“It’s a tricky thing,” Mr. Morgan said. “I think it’s a very noble and important part of our journalism that such books are written. But there’s a more challenging environment as far as publishing them now, because there’s such an information overload during the campaign that to promise a book that’s going to come out months afterwards and revolutionize your understanding of what happened might seem to promise too much of a good thing.”
HAYNES JOHNSON, who is writing the book with Dan Balz for Viking, said Monday that this is nonsense—that at 77 years old, having covered every campaign since Eisenhower ’56, he’s never been more riveted than he is covering this one, and that publishers who failed to get a correspondent under contract early on have missed out on the story of a lifetime.
“Whatever publishers may have thought—that the era of campaign books was over—they didn’t realize what was going to happen this year,” Mr. Johnson said. “This is the mother of all election stories. It’s the War and Peace of politics.”
Incremental reporting of the sort that appears online comes and goes, he went on, but a book that tells the whole story from beginning to end can give meaning to all the little twists and turns that have made this election such a thrill to observe.
“It’s like 10 books in one,” as Mr. Johnson put it. “When it’s all over, obviously it’ll be about who wins or loses and how they won or lost, but more importantly, it’ll be about what this election is going to tell us about the American political system … and what it’s going to tell us about the American public.”
That may sound like so much hot air, but it actually gets at the heart of how the editors, agents and writers who insist on doing these books, despite all the arguments against it, believe the campaign book can be saved from extinction.
“None of us can really absorb it all,” said Peter Osnos, founder and editor at large of PublicAffairs. “I know we all think that everyone spends all day reading everybody else’s blog, but it isn’t true.”
It is precisely the episodic, dizzying nature of this election—the very thing detractors say has made the campaign book obsolete—that the faithful cite as a primary reason for why a great book-length retelling is so necessary. What we have now are a lot of subplots, they believe, and if a book is to succeed, it must do more than just go over them in order.
“I think that when people are filing to the Web, it’s often just very immediate,” said Alexis Gelber, who is working on the Newsweek book, “and I think what we’re able to do, particularly with strong reporting in the hands of a gifted writer like Evan Thomas, is provide this huge narrative sweep of what is undeniably an epic election.”

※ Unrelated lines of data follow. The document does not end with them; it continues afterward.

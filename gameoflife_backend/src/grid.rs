//! Immutable board representation and validation of caller-supplied boards.

use std::fmt;

use crate::error::ValidationError;
use crate::types::{GameOfLifeSettings, DEFAULT_MAX_BOARD_HEIGHT, DEFAULT_MAX_BOARD_WIDTH};

// =============================================================================
// CELL NORMALIZATION
// =============================================================================

/// A transport encoding of a single cell. `None` means "not a valid cell value".
pub trait CellValue {
    fn to_alive(&self) -> Option<bool>;
}

impl CellValue for bool {
    #[inline]
    fn to_alive(&self) -> Option<bool> {
        Some(*self)
    }
}

impl CellValue for u8 {
    #[inline]
    fn to_alive(&self) -> Option<bool> {
        match self {
            0 => Some(false),
            1 => Some(true),
            _ => None,
        }
    }
}

impl CellValue for i32 {
    #[inline]
    fn to_alive(&self) -> Option<bool> {
        match self {
            0 => Some(false),
            1 => Some(true),
            _ => None,
        }
    }
}

// =============================================================================
// LIMITS
// =============================================================================

#[derive(Clone, Copy, Debug, PartialEq, Eq)]
pub struct BoardLimits {
    pub max_height: usize,
    pub max_width: usize,
}

impl Default for BoardLimits {
    fn default() -> Self {
        Self {
            max_height: DEFAULT_MAX_BOARD_HEIGHT as usize,
            max_width: DEFAULT_MAX_BOARD_WIDTH as usize,
        }
    }
}

impl From<&GameOfLifeSettings> for BoardLimits {
    fn from(settings: &GameOfLifeSettings) -> Self {
        Self {
            max_height: settings.max_board_height as usize,
            max_width: settings.max_board_width as usize,
        }
    }
}

impl BoardLimits {
    fn exceeded(&self) -> ValidationError {
        ValidationError::BoardSizeExceeded {
            max_height: self.max_height as u32,
            max_width: self.max_width as u32,
        }
    }
}

// =============================================================================
// GRID
// =============================================================================

/// One generation: a `rows x cols` boolean matrix stored row-major.
///
/// Fields are private, so every `Grid` in existence satisfies the shape
/// invariants (non-zero dimensions, `cells.len() == rows * cols`). A new
/// generation is always a new value.
#[derive(Clone, Debug, PartialEq, Eq, Hash)]
pub struct Grid {
    rows: usize,
    cols: usize,
    cells: Vec<bool>,
}

impl Grid {
    /// Upload-time validation: structural checks plus at least one live cell.
    pub fn validate<T: CellValue>(raw: &[Vec<T>], limits: &BoardLimits) -> Result<Self, ValidationError> {
        let grid = Self::from_rows(raw, limits)?;
        if grid.is_all_dead() {
            return Err(ValidationError::EmptyBoard);
        }
        Ok(grid)
    }

    /// Structural validation only. All-dead boards are accepted here since they
    /// are legitimate intermediate generations.
    pub fn from_rows<T: CellValue>(raw: &[Vec<T>], limits: &BoardLimits) -> Result<Self, ValidationError> {
        let cols = match raw.first() {
            Some(first) if !first.is_empty() => first.len(),
            _ => return Err(ValidationError::NullOrEmptyBoard),
        };
        let rows = raw.len();

        if rows > limits.max_height || cols > limits.max_width {
            return Err(limits.exceeded());
        }

        for (i, row) in raw.iter().enumerate() {
            if row.len() != cols {
                return Err(ValidationError::InconsistentRowSize { row: i as u32 });
            }
        }

        let mut cells = Vec::with_capacity(rows * cols);
        for (i, row) in raw.iter().enumerate() {
            for (j, value) in row.iter().enumerate() {
                let alive = value.to_alive().ok_or(ValidationError::InvalidCellValue {
                    row: i as u32,
                    col: j as u32,
                })?;
                cells.push(alive);
            }
        }

        Ok(Self { rows, cols, cells })
    }

    /// Rebuild from a flat row-major cell vector (storage format).
    pub fn from_flat(rows: usize, cols: usize, cells: Vec<bool>) -> Result<Self, ValidationError> {
        if rows == 0 || cols == 0 {
            return Err(ValidationError::NullOrEmptyBoard);
        }
        if cells.len() != rows * cols {
            // First row that can't be filled completely
            let row = (cells.len() / cols).min(rows - 1);
            return Err(ValidationError::InconsistentRowSize { row: row as u32 });
        }
        Ok(Self { rows, cols, cells })
    }

    /// Shape-preserving constructor for the engine. Caller guarantees the length.
    pub(crate) fn with_cells(rows: usize, cols: usize, cells: Vec<bool>) -> Self {
        debug_assert_eq!(cells.len(), rows * cols);
        Self { rows, cols, cells }
    }

    /// Re-check a grid against (possibly reconfigured) size limits.
    pub fn check_limits(&self, limits: &BoardLimits) -> Result<(), ValidationError> {
        if self.rows > limits.max_height || self.cols > limits.max_width {
            return Err(limits.exceeded());
        }
        Ok(())
    }

    #[inline]
    pub fn rows(&self) -> usize {
        self.rows
    }

    #[inline]
    pub fn cols(&self) -> usize {
        self.cols
    }

    /// Row-major cell sequence
    #[inline]
    pub fn cells(&self) -> &[bool] {
        &self.cells
    }

    #[inline]
    pub fn row(&self, row: usize) -> &[bool] {
        let start = row * self.cols;
        &self.cells[start..start + self.cols]
    }

    #[inline]
    pub fn get(&self, row: usize, col: usize) -> Option<bool> {
        if row < self.rows && col < self.cols {
            Some(self.cells[row * self.cols + col])
        } else {
            None
        }
    }

    /// Unchecked access for the hot loop; `row`/`col` must be in bounds.
    #[inline(always)]
    pub(crate) fn alive_at(&self, row: usize, col: usize) -> bool {
        self.cells[row * self.cols + col]
    }

    pub fn alive_count(&self) -> usize {
        self.cells.iter().filter(|&&c| c).count()
    }

    pub fn is_all_dead(&self) -> bool {
        !self.cells.iter().any(|&c| c)
    }

    pub fn to_rows(&self) -> Vec<Vec<bool>> {
        self.cells.chunks(self.cols).map(<[bool]>::to_vec).collect()
    }

    pub fn into_cells(self) -> Vec<bool> {
        self.cells
    }
}

/// `#` for alive, `.` for dead, one line per row.
impl fmt::Display for Grid {
    fn fmt(&self, f: &mut fmt::Formatter<'_>) -> fmt::Result {
        for (i, row) in self.cells.chunks(self.cols).enumerate() {
            if i > 0 {
                writeln!(f)?;
            }
            for &cell in row {
                f.write_str(if cell { "#" } else { "." })?;
            }
        }
        Ok(())
    }
}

As Jim Silberman, who is editing Mr. Johnson and Mr. Balz for Viking, explained, “In the days of Teddy White, nobody had read a beginning-to-end story of a campaign before, as it was all covered in the newspapers and magazines. So just by setting down the facts, he created this genre, but I think now it’s much more complicated.”
A mere ticktock won’t cut it anymore, in other words, and if it is to survive, the election book will have to adjust to a new role.
Mr. Johnson personifies this role, as it is his job in the partnership with Mr. Balz—who is out on the trail covering the story on a daily basis for The Post—to stay home in D.C. and consider the big picture: “He’s the inside guy,” Mr. Johnson explained. “I’m the outside guy dealing with voters, focus groups, the issues, the stakes, the history.”
Doing this the old way, Mr. Johnson knows, will not work.
“We’re not trying to follow Teddy’s footsteps,” as he put it. “He was a friend and I admire him very much, but he was a romantic about politics. This is not a romantic time to look at the wonders of American politics. It’s a very disturbing time, and we’re trying to tell that story.”
*According to PublicAffairs publicity director Whitney Peeling, the book is actually coming out in hardcover, and will be closer to 240 pages.